(Stored data)
- Opening Delimiter -

//! The mutable context shared by the stages of one pipeline run.

use super::{ContextBag, OutputBag, RunIdentity};
use crate::cancellation::CancellationToken;
use crate::errors::GenflowError;
use crate::events::{EventSink, NoOpEventSink};
use crate::model::ModelClient;
use crate::pipeline::{RetryConfig, RetryEngine};
use serde::de::DeserializeOwned;
use serde::Serialize;
use std::sync::Arc;
use uuid::Uuid;

/// The context for a single pipeline run.
///
/// Created per build request and dropped when the run ends. It owns the
/// run's retry engine, cancellation token and event sink, so nothing is
/// shared between concurrent runs unless the caller shares it explicitly.
pub struct PipelineContext {
    run_id: RunIdentity,
    data: ContextBag,
    outputs: OutputBag,
    model: Arc<dyn ModelClient>,
    retry: RetryEngine,
    cancellation: Arc<CancellationToken>,
    event_sink: Arc<dyn EventSink>,
}

impl std::fmt::Debug for PipelineContext {
    fn fmt(&self, f: &mut std::fmt::Formatter<'_>) -> std::fmt::Result {
        f.debug_struct("PipelineContext")
            .field("run_id", &self.run_id)
            .field("data_keys", &self.data.keys())
            .field("cancelled", &self.is_cancelled())
            .finish_non_exhaustive()
    }
}

impl PipelineContext {
    /// Creates a new pipeline context around a model client.
    #[must_use]
    pub fn new(model: Arc<dyn ModelClient>) -> Self {
        let cancellation = Arc::new(CancellationToken::new());
        let event_sink: Arc<dyn EventSink> = Arc::new(NoOpEventSink);
        Self {
            run_id: RunIdentity::new(),
            data: ContextBag::new(),
            outputs: OutputBag::new(),
            model,
            retry: RetryEngine::new(RetryConfig::default())
                .with_cancellation(cancellation.clone())
                .with_event_sink(event_sink.clone()),
            cancellation,
            event_sink,
        }
    }

    /// Sets the run identity.
    #[must_use]
    pub fn with_run_id(mut self, run_id: RunIdentity) -> Self {
        self.run_id = run_id;
        self
    }

    /// Sets the retry configuration.
    #[must_use]
    pub fn with_retry_config(mut self, config: RetryConfig) -> Self {
        self.retry = self.build_retry(config);
        self
    }

    /// Sets the event sink.
    #[must_use]
    pub fn with_event_sink(mut self, sink: Arc<dyn EventSink>) -> Self {
        self.event_sink = sink;
        self.retry = self.build_retry(self.retry.config().clone());
        self
    }

    /// Shares an externally owned cancellation token.
    #[must_use]
    pub fn with_cancellation(mut self, token: Arc<CancellationToken>) -> Self {
        self.cancellation = token;
        self.retry = self.build_retry(self.retry.config().clone());
        self
    }

    fn build_retry(&self, config: RetryConfig) -> RetryEngine {
        RetryEngine::new(config)
            .with_cancellation(self.cancellation.clone())
            .with_event_sink(self.event_sink.clone())
    }

    /// Returns the run identity.
    #[must_use]
    pub const fn run_id(&self) -> &RunIdentity {
        &self.run_id
    }

    /// Returns the unique id of this run.
    #[must_use]
    pub const fn id(&self) -> Uuid {
        self.run_id.pipeline_run_id
    }

    /// Sets a named value, replacing any previous one.
    pub fn set_data(&self, key: impl Into<String>, value: serde_json::Value) {
        self.data.set(key, value);
    }

    /// Gets a named value.
    #[must_use]
    pub fn get_data(&self, key: &str) -> Option<serde_json::Value> {
        self.data.get(key)
    }

    /// Inserts a named value that must not exist yet.
    pub fn insert_data(
        &self,
        key: impl Into<String>,
        value: serde_json::Value,
    ) -> Result<(), GenflowError> {
        self.data.insert(key, value).map_err(GenflowError::from)
    }

    /// Serializes and stores a typed value.
    pub fn set_typed<T: Serialize>(&self, key: impl Into<String>, value: &T) -> Result<(), GenflowError> {
        self.data.set(key, serde_json::to_value(value)?);
        Ok(())
    }

    /// Reads and deserializes a typed value, `Ok(None)` if absent.
    pub fn get_typed<T: DeserializeOwned>(&self, key: &str) -> Result<Option<T>, GenflowError> {
        self.data
            .get(key)
            .map(serde_json::from_value)
            .transpose()
            .map_err(GenflowError::from)
    }

    /// Reads a string value that a stage cannot run without.
    pub fn require_str(&self, key: &str) -> Result<String, GenflowError> {
        match self.data.get(key) {
            Some(serde_json::Value::String(s)) => Ok(s),
            Some(other) => Err(GenflowError::Serialization(format!(
                "context key '{key}' is not a string: {other}"
            ))),
            None => Err(GenflowError::MissingData {
                key: key.to_string(),
            }),
        }
    }

    /// Returns the keyed data bag.
    #[must_use]
    pub const fn data(&self) -> &ContextBag {
        &self.data
    }

    /// Returns the record of successful stage outputs.
    #[must_use]
    pub const fn outputs(&self) -> &OutputBag {
        &self.outputs
    }

    /// Returns the model-completion collaborator.
    #[must_use]
    pub fn model(&self) -> &Arc<dyn ModelClient> {
        &self.model
    }

    /// Returns the run's retry engine.
    #[must_use]
    pub const fn retry(&self) -> &RetryEngine {
        &self.retry
    }

    /// Returns the run's cancellation token.
    #[must_use]
    pub fn cancellation(&self) -> &Arc<CancellationToken> {
        &self.cancellation
    }

    /// Requests cancellation of the run.
    pub fn cancel(&self, reason: impl Into<String>) {
        self.cancellation.cancel(reason);
    }

    /// Returns true once cancellation has been requested.
    #[must_use]
    pub fn is_cancelled(&self) -> bool {
        self.cancellation.is_cancelled()
    }

    /// Returns the event sink.
    #[must_use]
    pub fn event_sink(&self) -> &Arc<dyn EventSink> {
        &self.event_sink
    }

    /// Emits an event enriched with the run identity.
    pub fn emit(&self, event_type: &str, data: serde_json::Value) {
        let mut enriched = self.run_id.to_json();
        if let (serde_json::Value::Object(target), serde_json::Value::Object(extra)) =
            (&mut enriched, data)
        {
            target.extend(extra);
        }
        self.event_sink.emit(event_type, enriched);
    }
}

- Closing Delimiter -

[Exercise requirements]
Every record above needs to be restated exactly.

[The answer]
//! The mutable context shared by the stages of one pipeline run.

use super::{ContextBag, OutputBag, RunIdentity};
use crate::cancellation::CancellationToken;
use crate::errors::GenflowError;
use crate::events::{EventSink, NoOpEventSink};
use crate::model::ModelClient;
use crate::pipeline::{RetryConfig, RetryEngine};
use serde::de::DeserializeOwned;
use serde::Serialize;
use std::sync::Arc;
use uuid::Uuid;

/// The context for a single pipeline run.
///
/// Created per build request and dropped when the run ends. It owns the
/// run's retry engine, cancellation token and event sink, so nothing is
/// shared between concurrent runs unless the caller shares it explicitly.
pub struct PipelineContext {
    run_id: RunIdentity,
    data: ContextBag,
    outputs: OutputBag,
    model: Arc<dyn ModelClient>,
    retry: RetryEngine,
    cancellation: Arc<CancellationToken>,
    event_sink: Arc<dyn EventSink>,
}

impl std::fmt::Debug for PipelineContext {
    fn fmt(&self, f: &mut std::fmt::Formatter<'_>) -> std::fmt::Result {
        f.debug_struct("PipelineContext")
            .field("run_id", &self.run_id)
            .field("data_keys", &self.data.keys())
            .field("cancelled", &self.is_cancelled())
            .finish_non_exhaustive()
    }
}

impl PipelineContext {
    /// Creates a new pipeline context around a model client.
    #[must_use]
    pub fn new(model: Arc<dyn ModelClient>) -> Self {
        let cancellation = Arc::new(CancellationToken::new());
        let event_sink: Arc<dyn EventSink> = Arc::new(NoOpEventSink);
        Self {
            run_id: RunIdentity::new(),
            data: ContextBag::new(),
            outputs: OutputBag::new(),
            model,
            retry: RetryEngine::new(RetryConfig::default())
                .with_cancellation(cancellation.clone())
                .with_event_sink(event_sink.clone()),
            cancellation,
            event_sink,
        }
    }

    /// Sets the run identity.
    #[must_use]
    pub fn with_run_id(mut self, run_id: RunIdentity) -> Self {
        self.run_id = run_id;
        self
    }

    /// Sets the retry configuration.
    #[must_use]
    pub fn with_retry_config(mut self, config: RetryConfig) -> Self {
        self.retry = self.build_retry(config);
        self
    }

    /// Sets the event sink.
    #[must_use]
    pub fn with_event_sink(mut self, sink: Arc<dyn EventSink>) -> Self {
        self.event_sink = sink;
        self.retry = self.build_retry(self.retry.config().clone());
        self
    }

    /// Shares an externally owned cancellation token.
    #[must_use]
    pub fn with_cancellation(mut self, token: Arc<CancellationToken>) -> Self {
        self.cancellation = token;
        self.retry = self.build_retry(self.retry.config().clone());
        self
    }

    fn build_retry(&self, config: RetryConfig) -> RetryEngine {
        RetryEngine::new(config)
            .with_cancellation(self.cancellation.clone())
            .with_event_sink(self.event_sink.clone())
    }

    /// Returns the run identity.
    #[must_use]
    pub const fn run_id(&self) -> &RunIdentity {
        &self.run_id
    }

    /// Returns the unique id of this run.
    #[must_use]
    pub const fn id(&self) -> Uuid {
        self.run_id.pipeline_run_id
    }

    /// Sets a named value, replacing any previous one.
    pub fn set_data(&self, key: impl Into<String>, value: serde_json::Value) {
        self.data.set(key, value);
    }

    /// Gets a named value.
    #[must_use]
    pub fn get_data(&self, key: &str) -> Option<serde_json::Value> {
        self.data.get(key)
    }

    /// Inserts a named value that must not exist yet.
    pub fn insert_data(
        &self,
        key: impl Into<String>,
        value: serde_json::Value,
    ) -> Result<(), GenflowError> {
        self.data.insert(key, value).map_err(GenflowError::from)
    }

    /// Serializes and stores a typed value.
    pub fn set_typed<T: Serialize>(&self, key: impl Into<String>, value: &T) -> Result<(), GenflowError> {
        self.data.set(key, serde_json::to_value(value)?);
        Ok(())
    }

    /// Reads and deserializes a typed value, `Ok(None)` if absent.
    pub fn get_typed<T: DeserializeOwned>(&self, key: &str) -> Result<Option<T>, GenflowError> {
        self.data
            .get(key)
            .map(serde_json::from_value)
            .transpose()
            .map_err(GenflowError::from)
    }

    /// Reads a string value that a stage cannot run without.
    pub fn require_str(&self, key: &str) -> Result<String, GenflowError> {
        match self.data.get(key) {
            Some(serde_json::Value::String(s)) => Ok(s),
            Some(other) => Err(GenflowError::Serialization(format!(
                "context key '{key}' is not a string: {other}"
            ))),
            None => Err(GenflowError::MissingData {
                key: key.to_string(),
            }),
        }
    }

    /// Returns the keyed data bag.
    #[must_use]
    pub const fn data(&self) -> &ContextBag {
        &self.data
    }

    /// Returns the record of successful stage outputs.
    #[must_use]
    pub const fn outputs(&self) -> &OutputBag {
        &self.outputs
    }

    /// Returns the model-completion collaborator.
    #[must_use]
    pub fn model(&self) -> &Arc<dyn ModelClient> {
        &self.model
    }

    /// Returns the run's retry engine.
    #[must_use]
    pub const fn retry(&self) -> &RetryEngine {
        &self.retry
    }

    /// Returns the run's cancellation token.
    #[must_use]
    pub fn cancellation(&self) -> &Arc<CancellationToken> {
        &self.cancellation
    }

    /// Requests cancellation of the run.
    pub fn cancel(&self, reason: impl Into<String>) {
        self.cancellation.cancel(reason);
    }

    /// Returns true once cancellation has been requested.
    #[must_use]
    pub fn is_cancelled(&self) -> bool {
        self.cancellation.is_cancelled()
    }

    /// Returns the event sink.
    #[must_use]
    pub fn event_sink(&self) -> &Arc<dyn EventSink> {
        &self.event_sink
    }

    /// Emits an event enriched with the run identity.
    pub fn emit(&self, event_type: &str, data: serde_json::Value) {
        let mut enriched = self.run_id.to_json();
        if let (serde_json::Value::Object(target), serde_json::Value::Object(extra)) =
            (&mut enriched, data)
        {
            target.extend(extra);
        }
        self.event_sink.emit(event_type, enriched);
    }
}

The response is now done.